# DATA EXTRACTS
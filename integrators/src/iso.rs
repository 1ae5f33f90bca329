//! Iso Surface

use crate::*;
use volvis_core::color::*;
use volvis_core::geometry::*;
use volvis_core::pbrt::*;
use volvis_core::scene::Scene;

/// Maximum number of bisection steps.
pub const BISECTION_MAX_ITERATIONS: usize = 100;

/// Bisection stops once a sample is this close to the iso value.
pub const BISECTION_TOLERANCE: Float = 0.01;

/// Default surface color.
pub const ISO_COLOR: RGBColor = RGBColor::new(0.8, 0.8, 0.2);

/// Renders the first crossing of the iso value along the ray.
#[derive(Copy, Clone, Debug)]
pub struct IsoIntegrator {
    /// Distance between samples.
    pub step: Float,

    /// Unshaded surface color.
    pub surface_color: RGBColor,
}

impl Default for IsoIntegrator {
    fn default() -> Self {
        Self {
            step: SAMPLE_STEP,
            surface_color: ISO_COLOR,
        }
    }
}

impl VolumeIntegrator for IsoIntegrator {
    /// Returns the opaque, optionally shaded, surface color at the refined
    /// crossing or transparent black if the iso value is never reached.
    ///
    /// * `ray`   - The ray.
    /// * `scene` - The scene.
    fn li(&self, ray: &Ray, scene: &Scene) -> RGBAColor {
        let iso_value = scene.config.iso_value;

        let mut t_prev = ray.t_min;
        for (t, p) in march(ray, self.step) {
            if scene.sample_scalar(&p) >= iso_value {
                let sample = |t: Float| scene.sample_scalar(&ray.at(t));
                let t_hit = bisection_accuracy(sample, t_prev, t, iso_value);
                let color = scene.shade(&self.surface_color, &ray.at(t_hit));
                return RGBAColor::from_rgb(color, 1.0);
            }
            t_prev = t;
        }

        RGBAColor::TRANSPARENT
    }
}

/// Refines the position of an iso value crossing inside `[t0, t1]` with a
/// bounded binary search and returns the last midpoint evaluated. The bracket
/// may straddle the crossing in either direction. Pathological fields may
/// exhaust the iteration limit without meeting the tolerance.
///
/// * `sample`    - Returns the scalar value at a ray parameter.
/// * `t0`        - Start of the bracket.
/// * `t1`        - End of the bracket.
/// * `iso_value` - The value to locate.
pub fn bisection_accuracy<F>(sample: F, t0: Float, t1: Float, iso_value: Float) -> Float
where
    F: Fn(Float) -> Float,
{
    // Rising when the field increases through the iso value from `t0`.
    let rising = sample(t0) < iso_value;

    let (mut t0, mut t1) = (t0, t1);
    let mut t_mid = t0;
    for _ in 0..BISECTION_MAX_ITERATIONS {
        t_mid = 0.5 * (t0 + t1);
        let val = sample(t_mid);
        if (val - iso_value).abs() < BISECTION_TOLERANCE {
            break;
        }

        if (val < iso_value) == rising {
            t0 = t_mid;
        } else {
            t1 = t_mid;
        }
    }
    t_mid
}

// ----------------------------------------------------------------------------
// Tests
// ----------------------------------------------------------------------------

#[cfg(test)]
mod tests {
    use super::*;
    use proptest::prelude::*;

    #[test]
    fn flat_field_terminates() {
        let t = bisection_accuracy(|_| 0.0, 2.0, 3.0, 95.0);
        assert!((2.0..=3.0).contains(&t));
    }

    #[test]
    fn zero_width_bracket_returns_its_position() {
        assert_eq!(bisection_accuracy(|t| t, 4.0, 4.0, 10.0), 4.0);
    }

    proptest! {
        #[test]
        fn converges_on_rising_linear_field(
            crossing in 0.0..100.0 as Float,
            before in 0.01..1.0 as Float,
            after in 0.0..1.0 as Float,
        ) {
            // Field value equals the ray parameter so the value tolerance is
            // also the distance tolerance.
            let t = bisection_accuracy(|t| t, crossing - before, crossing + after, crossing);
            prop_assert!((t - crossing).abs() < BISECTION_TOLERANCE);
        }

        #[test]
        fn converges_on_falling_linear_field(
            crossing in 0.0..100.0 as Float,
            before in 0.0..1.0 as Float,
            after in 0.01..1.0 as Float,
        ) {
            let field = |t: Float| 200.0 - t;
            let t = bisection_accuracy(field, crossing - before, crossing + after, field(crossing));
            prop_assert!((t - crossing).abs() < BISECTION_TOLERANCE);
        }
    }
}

==

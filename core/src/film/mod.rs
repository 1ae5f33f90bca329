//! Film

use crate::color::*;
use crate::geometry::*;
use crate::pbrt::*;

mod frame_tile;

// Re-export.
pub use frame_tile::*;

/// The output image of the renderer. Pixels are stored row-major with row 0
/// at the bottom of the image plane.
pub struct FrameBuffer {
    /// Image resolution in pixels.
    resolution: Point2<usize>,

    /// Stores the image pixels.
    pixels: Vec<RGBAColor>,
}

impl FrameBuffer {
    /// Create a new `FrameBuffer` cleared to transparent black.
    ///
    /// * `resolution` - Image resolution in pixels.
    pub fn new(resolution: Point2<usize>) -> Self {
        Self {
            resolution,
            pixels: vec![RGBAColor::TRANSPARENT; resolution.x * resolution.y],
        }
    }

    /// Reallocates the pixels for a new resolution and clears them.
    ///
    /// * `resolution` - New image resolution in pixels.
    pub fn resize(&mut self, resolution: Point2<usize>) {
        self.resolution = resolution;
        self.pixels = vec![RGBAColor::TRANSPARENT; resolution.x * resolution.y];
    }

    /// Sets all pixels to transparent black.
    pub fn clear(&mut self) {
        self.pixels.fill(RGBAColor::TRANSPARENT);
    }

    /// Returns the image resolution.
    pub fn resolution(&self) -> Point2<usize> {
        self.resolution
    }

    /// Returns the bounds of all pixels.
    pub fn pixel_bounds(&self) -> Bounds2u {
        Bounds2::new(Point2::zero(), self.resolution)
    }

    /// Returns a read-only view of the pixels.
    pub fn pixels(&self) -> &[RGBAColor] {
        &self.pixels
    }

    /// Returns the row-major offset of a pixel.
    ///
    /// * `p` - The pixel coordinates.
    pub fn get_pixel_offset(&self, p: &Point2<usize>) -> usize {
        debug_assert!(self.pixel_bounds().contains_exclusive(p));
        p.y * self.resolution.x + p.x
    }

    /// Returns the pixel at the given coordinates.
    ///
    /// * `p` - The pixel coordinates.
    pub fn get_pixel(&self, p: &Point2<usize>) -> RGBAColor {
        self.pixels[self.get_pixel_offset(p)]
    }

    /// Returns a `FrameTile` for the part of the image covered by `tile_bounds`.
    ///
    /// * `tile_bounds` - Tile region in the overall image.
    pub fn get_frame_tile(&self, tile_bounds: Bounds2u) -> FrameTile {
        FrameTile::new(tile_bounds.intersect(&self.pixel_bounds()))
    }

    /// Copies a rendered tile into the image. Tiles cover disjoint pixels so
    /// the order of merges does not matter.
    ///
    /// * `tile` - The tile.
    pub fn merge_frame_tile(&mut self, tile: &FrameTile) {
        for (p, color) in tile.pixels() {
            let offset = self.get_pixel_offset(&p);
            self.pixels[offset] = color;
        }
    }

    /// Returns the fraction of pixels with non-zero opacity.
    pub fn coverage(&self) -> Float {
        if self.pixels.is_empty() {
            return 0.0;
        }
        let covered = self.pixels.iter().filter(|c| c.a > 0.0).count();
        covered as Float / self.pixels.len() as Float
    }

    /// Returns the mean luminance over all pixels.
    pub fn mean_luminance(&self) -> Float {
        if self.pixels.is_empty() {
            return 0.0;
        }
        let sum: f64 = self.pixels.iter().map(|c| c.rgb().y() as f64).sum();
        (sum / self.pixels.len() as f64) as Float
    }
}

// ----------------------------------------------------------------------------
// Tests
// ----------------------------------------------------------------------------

# WHAT TO WORK ON
From the data above, show each line that contains "const".

# YOUR RESPONSE
pub const BISECTION_MAX_ITERATIONS: usize = 100;
pub const BISECTION_TOLERANCE: Float = 0.01;
pub const ISO_COLOR: RGBColor = RGBColor::new(0.8, 0.8, 0.2);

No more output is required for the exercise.